Uma simples busca por palavra-chave na internet pode dar-nos uma boa ideia sobre a dimensão da repercussão de uma descoberta científica. No caso do hominíneo descoberto na ilha de Flores, na Indonésia, e anunciado ao mundo no final do ano passado (Brown et al., 2004; Morwood et al., 2004), a pesquisa resulta em mais de 47.000 sites que se referem ao tema. A discussão sobre as origens dos seres humanos modernos continua a ter uma enorme atracção sobre todos nós!

Desde que o casal Louis e Mary Leakey se aventurou pela savana africana na procura de fósseis de ancestrais humanos nas primeiras décadas do Século XX, tem-se verificado uma intensa corrida por parte dos paleoantropólogos para encontrar, datar e nomear o maior número possível de membros pretéritos da nossa árvore evolutiva. Quase todos os anos, novas descobertas de hominíneos (humanos modernos e seus ancestrais) aparecem e prometem mudar o cenário da história da nossa espécie.
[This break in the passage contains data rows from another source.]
//! Rules module - tunable game parameters
//!
//! Every constant the rules engine consults lives here, with defaults taken
//! from `flux_grid_types`. All fields are `#[serde(default)]`, so a rules file
//! only needs to name what it overrides:
//!
//! ```
//! use flux_grid_core::Rules;
//!
//! let rules: Rules = serde_json::from_str(r#"{ "line_points": 200 }"#).unwrap();
//! assert_eq!(rules.line_points, 200);
//! assert_eq!(rules.block_points, 15);
//! assert!(rules.validate().is_ok());
//! ```

use std::fmt;

use serde::{Deserialize, Serialize};

use crate::types::{
    Skill, BLOCK_POINTS, BOMB_BLOCK_POINTS, BOMB_COST, BOMB_THRESHOLD, COLOR_BONUS_MULTIPLIER,
    COMBO_POINTS, FLUX_BOOST_MULTIPLIER, FLUX_PER_BLOCK, FLUX_PER_LINE, FREEZE_MOVES,
    HISTORY_LIMIT, ICE_HEALTH, ICE_THRESHOLD, LINE_POINTS, REROLL_COST, SCORE_BOOST_MULTIPLIER,
    SHATTER_COST, SHATTER_POINTS, STARTING_FLUX, SURGE_MULTIPLIER, TRAY_SIZE,
};

/// Flux price of each skill
#[derive(Debug, Clone, Copy, PartialEq, Eq, Serialize, Deserialize)]
#[serde(default)]
pub struct SkillCosts {
    pub reroll: u8,
    pub shatter: u8,
    pub bomb: u8,
    pub rotate: u8,
    pub swap: u8,
    pub freeze: u8,
    pub magnet: u8,
    pub undo: u8,
}

impl Default for SkillCosts {
    fn default() -> Self {
        Self {
            reroll: REROLL_COST,
            shatter: SHATTER_COST,
            bomb: BOMB_COST,
            rotate: 10,
            swap: 5,
            freeze: 30,
            magnet: 35,
            undo: 15,
        }
    }
}

impl SkillCosts {
    pub fn get(&self, skill: Skill) -> u8 {
        match skill {
            Skill::Reroll => self.reroll,
            Skill::Shatter => self.shatter,
            Skill::Bomb => self.bomb,
            Skill::Rotate => self.rotate,
            Skill::Swap => self.swap,
            Skill::Freeze => self.freeze,
            Skill::Magnet => self.magnet,
            Skill::Undo => self.undo,
        }
    }
}

/// Game tuning
#[derive(Debug, Clone, PartialEq, Serialize, Deserialize)]
#[serde(default)]
pub struct Rules {
    pub block_points: u32,
    pub line_points: u32,
    pub combo_points: u32,
    pub color_bonus_multiplier: f64,
    pub surge_multiplier: f64,

    pub flux_per_block: u32,
    pub flux_per_line: u32,
    pub starting_flux: u8,

    /// Special roll above this yields a BOMB piece
    pub bomb_threshold: f64,
    /// Special roll above this (and not a bomb) yields an ICE piece
    pub ice_threshold: f64,
    pub ice_health: u8,

    pub costs: SkillCosts,
    pub shatter_points: u32,
    pub bomb_block_points: u32,

    pub tray_size: usize,
    pub history_limit: usize,
    pub freeze_moves: u32,

    pub flux_boost_multiplier: f64,
    pub score_boost_multiplier: f64,
}

impl Default for Rules {
    fn default() -> Self {
        Self {
            block_points: BLOCK_POINTS,
            line_points: LINE_POINTS,
            combo_points: COMBO_POINTS,
            color_bonus_multiplier: COLOR_BONUS_MULTIPLIER,
            surge_multiplier: SURGE_MULTIPLIER,
            flux_per_block: FLUX_PER_BLOCK,
            flux_per_line: FLUX_PER_LINE,
            starting_flux: STARTING_FLUX,
            bomb_threshold: BOMB_THRESHOLD,
            ice_threshold: ICE_THRESHOLD,
            ice_health: ICE_HEALTH,
            costs: SkillCosts::default(),
            shatter_points: SHATTER_POINTS,
            bomb_block_points: BOMB_BLOCK_POINTS,
            tray_size: TRAY_SIZE,
            history_limit: HISTORY_LIMIT,
            freeze_moves: FREEZE_MOVES,
            flux_boost_multiplier: FLUX_BOOST_MULTIPLIER,
            score_boost_multiplier: SCORE_BOOST_MULTIPLIER,
        }
    }
}

impl Rules {
    /// Flux price of a skill
    pub fn cost(&self, skill: Skill) -> u8 {
        self.costs.get(skill)
    }

    /// Reject tunings the engine cannot honor
    pub fn validate(&self) -> Result<(), RulesError> {
        let probability = |name: &'static str, v: f64| {
            if v.is_finite() && (0.0..=1.0).contains(&v) {
                Ok(())
            } else {
                Err(RulesError::Probability { field: name, value: v })
            }
        };
        probability("bomb_threshold", self.bomb_threshold)?;
        probability("ice_threshold", self.ice_threshold)?;
        if self.ice_threshold > self.bomb_threshold {
            return Err(RulesError::ThresholdOrder {
                ice: self.ice_threshold,
                bomb: self.bomb_threshold,
            });
        }

        for (name, v) in [
            ("color_bonus_multiplier", self.color_bonus_multiplier),
            ("surge_multiplier", self.surge_multiplier),
            ("flux_boost_multiplier", self.flux_boost_multiplier),
            ("score_boost_multiplier", self.score_boost_multiplier),
        ] {
            if !v.is_finite() || v < 0.0 {
                return Err(RulesError::Multiplier { field: name, value: v });
            }
        }

        if self.tray_size == 0 || self.tray_size > TRAY_SIZE {
            return Err(RulesError::TraySize(self.tray_size));
        }
        if self.ice_health == 0 {
            return Err(RulesError::IceHealth);
        }
        if self.starting_flux > crate::types::FLUX_MAX {
            return Err(RulesError::StartingFlux(self.starting_flux));
        }
        Ok(())
    }
}

/// Invalid rules
#[derive(Debug, Clone, PartialEq)]
pub enum RulesError {
    Probability { field: &'static str, value: f64 },
    ThresholdOrder { ice: f64, bomb: f64 },
    Multiplier { field: &'static str, value: f64 },
    TraySize(usize),
    IceHealth,
    StartingFlux(u8),
}

impl RulesError {
    pub fn code(&self) -> &'static str {
        match self {
            RulesError::Probability { .. } => "bad_probability",
            RulesError::ThresholdOrder { .. } => "bad_threshold_order",
            RulesError::Multiplier { .. } => "bad_multiplier",
            RulesError::TraySize(_) => "bad_tray_size",
            RulesError::IceHealth => "bad_ice_health",
            RulesError::StartingFlux(_) => "bad_starting_flux",
        }
    }
}

impl fmt::Display for RulesError {
    fn fmt(&self, f: &mut fmt::Formatter<'_>) -> fmt::Result {
        match self {
            RulesError::Probability { field, value } => {
                write!(f, "{} must be within [0, 1], got {}", field, value)
            }
            RulesError::ThresholdOrder { ice, bomb } => write!(
                f,
                "ice_threshold ({}) must not exceed bomb_threshold ({})",
                ice, bomb
            ),
            RulesError::Multiplier { field, value } => {
                write!(f, "{} must be a finite non-negative number, got {}", field, value)
            }
            RulesError::TraySize(n) => write!(f, "tray_size must be 1..={}, got {}", TRAY_SIZE, n),
            RulesError::IceHealth => write!(f, "ice_health must be at least 1"),
            RulesError::StartingFlux(v) => write!(f, "starting_flux must be at most 100, got {}", v),
        }
    }
}

impl std::error::Error for RulesError {}

#[cfg(test)]
mod tests {
    use super::*;

    #[test]
    fn test_defaults_match_constants() {
        let rules = Rules::default();
        assert_eq!(rules.cost(Skill::Reroll), 20);
        assert_eq!(rules.cost(Skill::Shatter), 40);
        assert_eq!(rules.cost(Skill::Bomb), 75);
        assert_eq!(rules.starting_flux, 50);
        assert!(rules.validate().is_ok());
    }

    #[test]
    fn test_partial_json_keeps_other_defaults() {
        let rules: Rules =
            serde_json::from_str(r#"{ "costs": { "bomb": 60 }, "ice_health": 3 }"#).unwrap();
        assert_eq!(rules.cost(Skill::Bomb), 60);
        assert_eq!(rules.cost(Skill::Shatter), 40);
        assert_eq!(rules.ice_health, 3);
        assert_eq!(rules.line_points, 150);
    }

    #[test]
    fn test_validate_rejects_inverted_thresholds() {
        let rules = Rules {
            ice_threshold: 0.95,
            ..Rules::default()
        };
        let err = rules.validate().unwrap_err();
        assert_eq!(err.code(), "bad_threshold_order");
    }

    #[test]
    fn test_validate_rejects_oversized_tray() {
        let rules = Rules {
            tray_size: 4,
            ..Rules::default()
        };
        assert_eq!(rules.validate(), Err(RulesError::TraySize(4)));
    }
}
O mais recente achado, uma espécie humana em miniatura, foi denominado de Homo floresiensis (Brown et al., 2004) e vem, como o nome indica, da longínqua ilha das Flores. Os seus descobridores sugerem que os fósseis pertencem, tal como nós, ao género Homo, porque o crânio encontrado reúne um conjunto de características que são exclusivas deste género, como dentes posteriores pequenos e com esmalte fino, calota craniana espessa e ossos da face delicados e com pouco prognatismo. Porém, os autores consideram que o conjunto do material descrito, composto por dois indivíduos, denominados LB1 (representado por um crânio, uma mandíbula, alguns ossos das pernas, e pélvis) e LB2 (correspondente a apenas um dente pré-molar), apresenta outros traços no crânio e também nos ossos do corpo semelhantes a diversas espécies de hominóides (super-família que inclui o Homem e seus ancestrais, e os primatas superiores –gibão, orangotango, gorila e chimpanzé), como o género Australopitecus e o chimpanzé, diferindo, no entanto, suficientemente das outras espécies já descritas para ser considerado como uma nova espécie. Seria um descendente de Homo erectus que, teria evoluído e sobrevivido isolado na Ilha das Flores, até há cerca de 18 mil anos, quando foi extinto, talvez, por uma erupção vulcânica.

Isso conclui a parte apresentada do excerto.